Latest figures show 21,000 people a year experience work-related hearing problems, while 10 per cent of the nation's adults currently have tinnitus all the time. So today, at the start of Noise Action Week, the Institution of Occupational Safety and Health (IOSH) is urging employers of the industry to safeguard their staff's hearing by using some simple, low cost techniques.
The Institution is also urging employees to take responsibility for their health and heed the advice they're given. Peter Wilson, an IOSH course trainer who teaches companies in the sector techniques in noise risk management, says that in the worst cases, noise damage can cause severe tinnitus, which has, in the past, led people to develop mental health issues.
He said: "People think that earplugs ruin the quality of the music they hear. This is wrong, and it actually makes it easier for you to hear people who are talking to you while music is playing. It's also a myth that louder is best, as our ears actually become numb to certain levels of sound when it's played at a higher volume, meaning you appreciate it less.
"One extra dose can be all it takes to begin a lifetime of hearing problems, and while people might think the things they do now aren't having an impact, later in life they could find they become partially deaf. That does apply to the crowd too, but for unprotected staff the likelihood becomes so much higher – they're the people we really want to reach,"
he added.
Jason Kinch is DJ JFK, and has been working in the business for 25 years. He's lived with tinnitus for 20 of those and almost had a breakdown because of the condition in 2000.
He said: "The problem with tinnitus is that it's in your head, and the more you listen for it, the worse it gets. "When I was told I'd irreparably damaged my middle hearing range it was hard to take as I thought it would ruin my life. But over the years, I've found ways of dealing with it, like focusing on positive sounds like breathing, instead of the ringing, to help me sleep. "I always wear earplugs now, but the thought that if I'd worn them then it would've saved my hearing never quite leaves me," he added.
Worryingly, British Tinnitus Association (BTA) statistics reflect his experience, as one per cent of adults' tinnitus is so severe it can affect their quality of life.

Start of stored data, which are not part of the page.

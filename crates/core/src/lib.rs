//! `flowbridge-core` — domain foundation for payment-gated flow runs.
//!
//! This crate contains **pure domain** primitives (no infrastructure concerns):
//! run identity and lifecycle, flow descriptors, payment snapshots, and the
//! deadline-unit resolution used to derive run timeouts.

pub mod deadline;
pub mod error;
pub mod flow;
pub mod id;
pub mod run;
pub mod session;

pub use deadline::{resolve_deadline, Network};
pub use error::{DomainError, DomainResult};
pub use flow::{flow_key_from_path, FlowDescriptor};
pub use id::RunId;
pub use run::{FlowRun, FlowRunStatus, PaymentAmount, PaymentSnapshot, RunEvent};
pub use session::{Credential, StoredSession};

IOSH is also encouraging employers to take steps to reducing noise risk:
  • Angling speakers away from bars and onto dancefloors
  • Rotating staff to give people breaks from noise
  • Engineeringp-out high frequencies
  • Providing rest areas and breaks
  • Providing ear plugs or defenders
  • Using dose meters to test noise
  • Giving employees hearing tests
The Noise at Work Act 2005 made it a legal obligation for companies to manage the risk their noise levels create. The NEC Group in Birmingham led the way by creating a policy that protects staff at all their venues. This has been used as a blueprint for other UK arenas.
Gemma Prosser, safety, health and environment manager for The NEC Group, said: "We've always strived to protect our staff from harmful noise, but when the revised regulations were introduced we wanted to make sure we had a robust management system in place. "The key is that we got buy-in from the board level down. We have an occupational health department that gives employees regular hearing checks, monitoring potential issues people may have. We also regularly monitor sound at events like concerts to make sure we're not exceeding exposure limits. And we communicate how important it is that staff wear their earplugs and hearing protection – and the team leaders ensure they are actually wearing them whilst here in their work environment."